この後、夫のある告白がきっかけで、調和の取れた輪舞はいとも簡単に崩れ去る。激しく詰問する妻。
「なぜ話すの?」
「隠したくない」
「言うべきじゃないわ! 許して欲しいの?」
「馬鹿な質問するなよ」
「出てって!出てって!」
夫はローマへ去った後、崩壊した家族を結びつけたのは、取るに足らない “靴ひもの結び方“だった。
「パパ、靴ひもの結び方教えた?」
「他の人と違うんだよ」
「どうだったかなぁ? 結んでみようか?」解き方から始める3人。
「やっぱり変!(笑)」
ルケッティは、冷酷な家族観を提示したいわけではない。寧ろ、迸る家族愛がこれ以上ないほどの純度で結晶化している。家族として踏み込んだ関係だからこそ生じる衝突、愛情が憎しみへ転じてしまう猛々しい衝動描写は説得力を持つ。シンプルな空間で起きる言葉の応酬が、 そのまま矛盾に満ちた家族という社会の縮図となるのだ。
父が ラジオ番組のホストという設定からか、ルケッティは音声の取り扱い表現にも細心の注意を払っている。父の番組を聴きたい子どもたち。

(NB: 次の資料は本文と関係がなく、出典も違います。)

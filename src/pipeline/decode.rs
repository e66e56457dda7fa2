//! Resilient JSON decoding with bounded retry

use std::io;
use std::path::{Path, PathBuf};
use std::time::Duration;
use thiserror::Error;
use tracing::debug;

/// Why a change event produced no usable payload.
///
/// Only [`Malformed`] is preceded by retries; the read errors are terminal
/// on first sight. Callers drop the event and keep whatever state they had.
///
/// [`Malformed`]: DecodeError::Malformed
#[derive(Debug, Error)]
pub enum DecodeError {
    /// The file vanished between the change event and the read, typically a
    /// removal or a mid-write replace. Retrying cannot help; the next write
    /// produces a fresh event.
    #[error("file disappeared before it could be read: {path}")]
    NotFound { path: PathBuf },

    /// Any read failure other than the file being gone.
    #[error("failed to read {path}: {source}")]
    Io {
        path: PathBuf,
        #[source]
        source: io::Error,
    },

    /// The file never parsed as JSON, even after re-reading.
    #[error("malformed JSON in {path} after {attempts} attempt(s): {source}")]
    Malformed {
        path: PathBuf,
        attempts: u32,
        #[source]
        source: serde_json::Error,
    },
}

/// Reads and parses one file as JSON, re-reading on parse failure.
///
/// A change event can race with a producer still writing the file, so a
/// truncated document usually becomes parseable a moment later. Total worst
/// case is bounded by `max_attempts * retry_delay`.
pub struct ResilientDecoder {
    max_attempts: u32,
    retry_delay: Duration,
}

impl ResilientDecoder {
    pub fn new(max_attempts: u32, retry_delay: Duration) -> Self {
        Self {
            max_attempts: max_attempts.max(1),
            retry_delay,
        }
    }

    /// Read the full contents of `path` and parse them as a JSON value.
    ///
    /// Each attempt re-reads the file, so a rewrite between attempts is
    /// picked up. Invalid UTF-8 counts as a parse failure.
    pub async fn decode(&self, path: &Path) -> Result<serde_json::Value, DecodeError> {
        let mut attempt = 0;
        loop {
            attempt += 1;

            let bytes = match tokio::fs::read(path).await {
                Ok(bytes) => bytes,
                Err(e) if e.kind() == io::ErrorKind::NotFound => {
                    return Err(DecodeError::NotFound {
                        path: path.to_path_buf(),
                    });
                }
                Err(e) => {
                    return Err(DecodeError::Io {
                        path: path.to_path_buf(),
                        source: e,
                    });
                }
            };

            match serde_json::from_slice(&bytes) {
                Ok(value) => return Ok(value),
                Err(e) if attempt < self.max_attempts => {
                    debug!(
                        "parse attempt {}/{} failed for {}: {}",
                        attempt,
                        self.max_attempts,
                        path.display(),
                        e
                    );
                    tokio::time::sleep(self.retry_delay).await;
                }
                Err(e) => {
                    return Err(DecodeError::Malformed {
                        path: path.to_path_buf(),
                        attempts: attempt,
                        source: e,
                    });
                }
            }
        }
    }
}
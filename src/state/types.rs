//! Core state type definitions
//!
//! Defines the record stored per watched file and the logical state tags
//! derived from filenames.

use chrono::{DateTime, Utc};
use serde::{Deserialize, Serialize};

/// Logical state signalled by a write to a watched file
#[derive(Debug, Clone, Copy, PartialEq, Eq, Hash, Serialize, Deserialize)]
#[serde(rename_all = "SCREAMING_SNAKE_CASE")]
pub enum StateTag {
    /// The firmware refreshed its NTP time sync (`ntp.json`)
    NtpUpdate,
    /// New sensor readings are available (`sensor.json`)
    SensorUpdate,
    /// The alarm was acknowledged/stopped (`alarm.json`)
    AlarmStop,
    /// File is watched but its name is not in the classification table
    Unknown,
}

impl std::fmt::Display for StateTag {
    fn fmt(&self, f: &mut std::fmt::Formatter<'_>) -> std::fmt::Result {
        match self {
            StateTag::NtpUpdate => write!(f, "NTP_UPDATE"),
            StateTag::SensorUpdate => write!(f, "SENSOR_UPDATE"),
            StateTag::AlarmStop => write!(f, "ALARM_STOP"),
            StateTag::Unknown => write!(f, "UNKNOWN"),
        }
    }
}

/// Latest successfully decoded state of one watched file.
///
/// Immutable once built; the store replaces whole records, never patches
/// them in place.
#[derive(Debug, Clone, PartialEq, Serialize, Deserialize)]
pub struct StateRecord {
    /// Basename of the file the payload came from
    pub filename: String,
    /// Logical state derived from the filename
    pub tag: StateTag,
    /// Decoded file contents; shape is up to the firmware
    pub payload: serde_json::Value,
    /// When the decode completed
    pub observed_at: DateTime<Utc>,
}

/// Push-mode notification emitted after every store update.
///
/// Serialized verbatim onto each live WebSocket as
/// `{"filename": ..., "state": ..., "data": ...}`.
#[derive(Debug, Clone, Serialize)]
pub struct UpdateNotice {
    pub filename: String,
    pub state: StateTag,
    pub data: serde_json::Value,
}

#[cfg(test)]
mod tests {
    use super::*;

    #[test]
    fn test_tag_wire_format() {
        assert_eq!(
            serde_json::to_string(&StateTag::NtpUpdate).unwrap(),
            "\"NTP_UPDATE\""
        );
        assert_eq!(
            serde_json::to_string(&StateTag::Unknown).unwrap(),
            "\"UNKNOWN\""
        );
        assert_eq!(StateTag::SensorUpdate.to_string(), "SENSOR_UPDATE");
        assert_eq!(StateTag::AlarmStop.to_string(), "ALARM_STOP");
    }

    #[test]
    fn test_notice_wire_format() {
        let notice = UpdateNotice {
            filename: "sensor.json".to_string(),
            state: StateTag::SensorUpdate,
            data: serde_json::json!({"temp": 21.5}),
        };
        let wire: serde_json::Value =
            serde_json::from_str(&serde_json::to_string(&notice).unwrap()).unwrap();
        assert_eq!(wire["filename"], "sensor.json");
        assert_eq!(wire["state"], "SENSOR_UPDATE");
        assert_eq!(wire["data"]["temp"], 21.5);
    }
}
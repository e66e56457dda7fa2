//! Per-file debounce of filesystem change notifications
//!
//! Watcher backends commonly fire several events for one logical write
//! (metadata touch plus content write); without this gate the same file
//! would be decoded multiple times per update.

use std::collections::HashMap;
use std::path::{Path, PathBuf};
use std::time::{Duration, Instant};

/// Suppresses repeated events for the same path inside a fixed window.
///
/// Owned exclusively by the pipeline task, so no locking.
pub struct DebounceGate {
    window: Duration,
    last_accepted: HashMap<PathBuf, Instant>,
}

impl DebounceGate {
    pub fn new(window: Duration) -> Self {
        Self {
            window,
            last_accepted: HashMap::new(),
        }
    }

    /// Whether an event for `path` at `now` should pass.
    ///
    /// Accepts (and records `now`) on the first event for a path, or once at
    /// least the window has elapsed since the last *accepted* event.
    /// Rejection leaves the stored timestamp untouched.
    pub fn admit(&mut self, path: &Path, now: Instant) -> bool {
        match self.last_accepted.get(path) {
            Some(last) if now.duration_since(*last) < self.window => false,
            _ => {
                self.last_accepted.insert(path.to_path_buf(), now);
                true
            }
        }
    }
}
//! SensorHub GW - Rust implementation
//!
//! Mirrors the JSON state files the firmware drops into a watched directory
//! into an in-memory store and serves them to the web dashboard.

use anyhow::Result;
use clap::Parser;
use std::future::Future;
use std::sync::Arc;
use tokio::sync::broadcast;
use tracing::info;
use tracing_subscriber::{layer::SubscriberExt, util::SubscriberInitExt};

use sensorhub_gw::api::{self, ApiState};
use sensorhub_gw::config::AppConfig;
use sensorhub_gw::pipeline::{watcher::DirWatcher, UpdatePipeline};
use sensorhub_gw::state::StateStore;

/// SensorHub Gateway - serve firmware JSON state files to the dashboard
#[derive(Parser, Debug)]
#[command(author, version, about, long_about = None)]
struct Args {
    /// Path to configuration file
    #[arg(short, long, default_value = "config.yaml")]
    config: String,

    /// Log level (error, warn, info, debug, trace)
    #[arg(short, long, env = "LOG_LEVEL", default_value = "info")]
    log_level: String,
}

#[tokio::main]
async fn main() -> Result<()> {
    // Load environment variables
    dotenvy::dotenv().ok();

    let args = Args::parse();

    init_logging(&args.log_level)?;

    info!("Starting SensorHub GW...");
    info!("Configuration file: {}", args.config);

    let config = AppConfig::load(&args.config).await?;

    run_app(config, shutdown_signal()).await?;

    info!("SensorHub GW shutdown complete");
    Ok(())
}

async fn run_app(config: AppConfig, shutdown: impl Future<Output = ()>) -> Result<()> {
    // Fail fast on a half-configured deployment: both directories and both
    // ports must be usable before any events are accepted.
    anyhow::ensure!(
        config.http.static_dir.is_dir(),
        "static assets directory does not exist: {}",
        config.http.static_dir.display()
    );
    let watcher = DirWatcher::new(&config.watch.dir)?;

    let store = StateStore::new();
    // Slow push clients skip ahead rather than backing up the pipeline.
    let (updates_tx, _) = broadcast::channel(64);

    let api_state = Arc::new(ApiState {
        store: store.clone(),
        updates: updates_tx.clone(),
    });

    let http_listener = api::bind(config.http.port).await?;
    let mut servers = vec![tokio::spawn(api::serve_http(
        http_listener,
        api_state.clone(),
        config.http.static_dir.clone(),
    ))];

    if let Some(push) = &config.push {
        let push_listener = api::bind(push.port).await?;
        servers.push(tokio::spawn(api::serve_push(push_listener, api_state)));
    }

    // The pipeline is the foreground loop; it drains in-flight work before
    // returning once the shutdown future resolves.
    let pipeline = UpdatePipeline::new(&config.watch, store, updates_tx);
    pipeline.run(watcher, shutdown).await;

    info!("Shutting down...");
    for server in servers {
        server.abort();
    }

    Ok(())
}

fn init_logging(level: &str) -> Result<()> {
    let filter = tracing_subscriber::EnvFilter::try_from_default_env()
        .unwrap_or_else(|_| tracing_subscriber::EnvFilter::new(level));

    tracing_subscriber::registry()
        .with(filter)
        .with(
            tracing_subscriber::fmt::layer()
                .with_target(false)
                .with_thread_ids(false)
                .with_thread_names(false),
        )
        .init();

    Ok(())
}

async fn shutdown_signal() {
    tokio::signal::ctrl_c()
        .await
        .expect("Failed to install CTRL+C signal handler");
    info!("Shutdown signal received");
}
fn run_group_command(
    json: bool,
    settings: &Settings,
    command: GroupCommand,
) -> Result<(), AppError> {
    match command {
        GroupCommand::Create { task_ids } => {
            let group = task_api::create_group(settings, &task_ids)?;
            print_group(json, "Created", &group)
        }
        GroupCommand::Rename { group_id, name } => {
            let group = task_api::rename_group(settings, &group_id, &name)?;
            print_group(json, "Renamed", &group)
        }
        GroupCommand::Add { group_id, task_id } => {
            let group = task_api::add_task_to_group(settings, &group_id, &task_id)?;
            print_group(json, "Updated", &group)
        }
        GroupCommand::Remove { group_id, task_id } => {
            let group = task_api::remove_task_from_group(settings, &group_id, &task_id)?;
            print_group(json, "Updated", &group)
        }
        GroupCommand::Delete { group_id } => {
            let group = task_api::delete_group(settings, &group_id)?;
            print_group(json, "Deleted", &group)
        }
        GroupCommand::List => {
            let groups = task_api::list_groups()?;
            if json {
                return print_json(&groups);
            }
            print_groups_table(&groups);
            Ok(())
        }
    }
}

fn run_command(cli: Cli) -> Result<(), AppError> {
    let settings = resolve_settings(&cli.config_override)?;
    let json = cli.json;
    debug!(command = ?cli.command, sort_order = %settings.sort_order, "running command");

    match cli.command {
        Command::Add { title, star } => {
            let title = match title {
                Some(value) if !value.trim().is_empty() => value,
                _ => return Err(AppError::invalid_input("title is required")),
            };
            let task = task_api::add_task(&settings, &title, star)?;
            print_task(json, "Added", &task)?;
        }
        Command::List => {
            let state = task_api::load_tasks()?.state;
            let tasks = task_api::visible_tasks(&state, &settings);
            if json {
                print_json(&tasks)?;
            } else {
                print_tasks_table(&state, &tasks);
            }
        }
        Command::Show { id } => {
            let task = task_api::get_task(&id)?;
            if json {
                print_json(&task)?;
            } else {
                print_task_details(&task);
            }
        }
        Command::Done { id } => {
            let task = task_api::toggle_complete(&settings, &id)?;
            let verb = if task.is_completed {
                "Completed"
            } else {
                "Reopened"
            };
            print_task(json, verb, &task)?;
        }
        Command::Edit {
            id,
            title,
            due,
            clear_due,
        } => {
            let due_date = match (due, clear_due) {
                (Some(raw), _) => Some(Some(parse_due(&raw)?)),
                (None, true) => Some(None),
                (None, false) => None,
            };
            if title.is_none() && due_date.is_none() {
                return Err(AppError::invalid_input(
                    "nothing to change; pass --title, --due or --clear-due",
                ));
            }
            let edit = TaskEdit {
                title,
                due_date,
                is_starred: None,
            };
            let task = task_api::edit_task(&settings, &id, edit)?;
            print_task(json, "Updated", &task)?;
        }
        Command::Delete { id } => {
            let task = task_api::delete_task(&settings, &id)?;
            print_task(json, "Deleted", &task)?;
        }
        Command::Star { id } => {
            let task = task_api::toggle_star(&settings, &id)?;
            let verb = if task.is_starred {
                "Starred"
            } else {
                "Unstarred"
            };
            print_task(json, verb, &task)?;
        }
        Command::Move { from, to } => {
            let tasks = task_api::reorder_tasks(&settings, one_based(from)?, one_based(to)?)?;
            if json {
                print_json(&tasks)?;
            } else {
                for (index, task) in tasks.iter().enumerate() {
                    println!("{}. {} ({})", index + 1, task.title, task.id);
                }
            }
        }
        Command::Subtask { command } => run_subtask_command(json, &settings, command)?,
        Command::Group { command } => run_group_command(json, &settings, command)?,
        Command::Parse { text } => {
            let stripped = due_date::strip_date_reference(&text);
            let due = stripped.due_date.map(format_date);
            if json {
                print_json(&serde_json::json!({
                    "title": stripped.cleaned_text,
                    "dueDate": due,
                }))?;
            } else {
                println!("Title: {}", stripped.cleaned_text);
                println!("Due: {}", due.as_deref().unwrap_or("-"));
            }
        }
        Command::Notify => {
            let outcome = task_api::notify_due_tasks(&settings, &NoopNotifier)?;
            if json {
                let delivered: Vec<_> = outcome
                    .delivered
                    .iter()
                    .map(|alert| {
                        serde_json::json!({
                            "taskId": alert.task_id,
                            "threshold": alert.threshold,
                            "summary": alert.summary(),
                        })
                    })
                    .collect();
                print_json(&delivered)?;
            } else if !settings.notifications_enabled {
                println!("Notifications are disabled.");
            } else if outcome.delivered.is_empty() {
                println!("No tasks due soon.");
            } else {
                for alert in &outcome.delivered {
                    println!("{}", alert.summary());
                }
            }
        }
        Command::Migrate { file } => {
            let content = read_blob(file.as_deref())?;
            let raw: serde_json::Value = serde_json::from_str(&content)
                .map_err(|err| AppError::invalid_data(format!("input is not JSON: {err}")))?;
            let migrated = migrate::migrate(raw);
            let rendered = serde_json::to_string_pretty(&migrated)
                .map_err(|err| AppError::invalid_data(err.to_string()))?;
            println!("{rendered}");
        }
    }

    Ok(())
}

fn normalize_parse_error(err: clap::Error) -> AppError {
    let rendered = err.to_string();
    let first_line = rendered.lines().next().unwrap_or("invalid command").trim();
    let message = first_line
        .strip_prefix("error: ")
        .unwrap_or(first_line)
        .to_string();
    AppError::invalid_input(message)
}

fn init_tracing() {
    // Off unless RUST_LOG asks for it; logs go to stderr so stdout stays parseable.
    let filter = std::env::var("RUST_LOG")
        .ok()
        .and_then(|raw| {
            let raw = raw.trim();
            if raw.is_empty() {
                return None;
            }
            EnvFilter::try_new(raw).ok()
        })
        .unwrap_or_else(|| EnvFilter::new("off"));

    tracing_subscriber::registry()
        .with(fmt::layer().with_writer(std::io::stderr))
        .with(filter)
        .init();
}

fn main() {
    init_tracing();

    let cli = match Cli::try_parse() {
        Ok(cli) => cli,
        Err(err) if matches!(err.kind(), ErrorKind::DisplayHelp | ErrorKind::DisplayVersion) => {
            err.exit()
        }
        Err(err) => {
            eprintln!("ERROR: {}", normalize_parse_error(err));
            std::process::exit(1);
        }
    };

    if let Err(err) = run_command(cli) {
        eprintln!("ERROR: {}", err);
        std::process::exit(1);
    }
}
pub fn group_of<'a>(state: &'a TaskState, task_id: &str) -> Option<&'a TaskGroup> {
    state
        .task_groups
        .iter()
        .find(|group| group.contains(task_id.trim()))
}

fn update_default<T, F>(settings: &Settings, change: F) -> Result<T, AppError>
where
    F: FnOnce(&mut TaskState, &mut dyn IdSource) -> Result<T, AppError>,
{
    let mut store = FileStore::open_default()?;
    update(&mut store, settings, &mut ClockIds::new(), change)
}

/// Loads the state, applies `change` and saves the result when auto-save is on.
/// Nothing is written when `change` fails.
fn update<T, F>(
    store: &mut dyn KeyValueStore,
    settings: &Settings,
    ids: &mut dyn IdSource,
    change: F,
) -> Result<T, AppError>
where
    F: FnOnce(&mut TaskState, &mut dyn IdSource) -> Result<T, AppError>,
{
    let mut state = task_store::load_state(store, ids)?.state;
    let result = change(&mut state, ids)?;
    if settings.auto_save {
        task_store::save_state(store, &state)?;
    } else {
        debug!("auto-save is off; change kept in memory only");
    }
    Ok(result)
}

fn required_id(id: &str) -> Result<&str, AppError> {
    let trimmed = id.trim();
    if trimmed.is_empty() {
        return Err(AppError::invalid_input("id is required"));
    }
    Ok(trimmed)
}

fn required_text<'a>(value: &'a str, what: &str) -> Result<&'a str, AppError> {
    let trimmed = value.trim();
    if trimmed.is_empty() {
        return Err(AppError::invalid_input(format!("{what} is required")));
    }
    Ok(trimmed)
}

fn find_task<'a>(state: &'a TaskState, id: &str) -> Result<&'a Task, AppError> {
    let id = required_id(id)?;
    state
        .tasks
        .iter()
        .find(|task| task.id == id)
        .ok_or_else(|| AppError::invalid_input("task not found"))
}

fn find_task_mut<'a>(state: &'a mut TaskState, id: &str) -> Result<&'a mut Task, AppError> {
    let id = required_id(id)?;
    state
        .tasks
        .iter_mut()
        .find(|task| task.id == id)
        .ok_or_else(|| AppError::invalid_input("task not found"))
}

fn find_subtask_mut<'a>(task: &'a mut Task, subtask_id: &str) -> Result<&'a mut Subtask, AppError> {
    let subtask_id = required_id(subtask_id)?;
    task.subtasks
        .iter_mut()
        .find(|subtask| subtask.id == subtask_id)
        .ok_or_else(|| AppError::invalid_input("subtask not found"))
}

流れる声だけでも不快な母は止めてしまう。が、車の運転中にも声は届く。ナポリとローマ、遠く離れていても子どもたちは“声“で父と繋がっているのだ。
逆に、父母が諍う局面では、音声を全く消してしまう。“聞きたくない”のか、“聞かせたくない”のか…。視覚的な音像とでも言うべきか。ルケッティの繊細且つ大胆な音声設計は、観客を没入させる機能となっている。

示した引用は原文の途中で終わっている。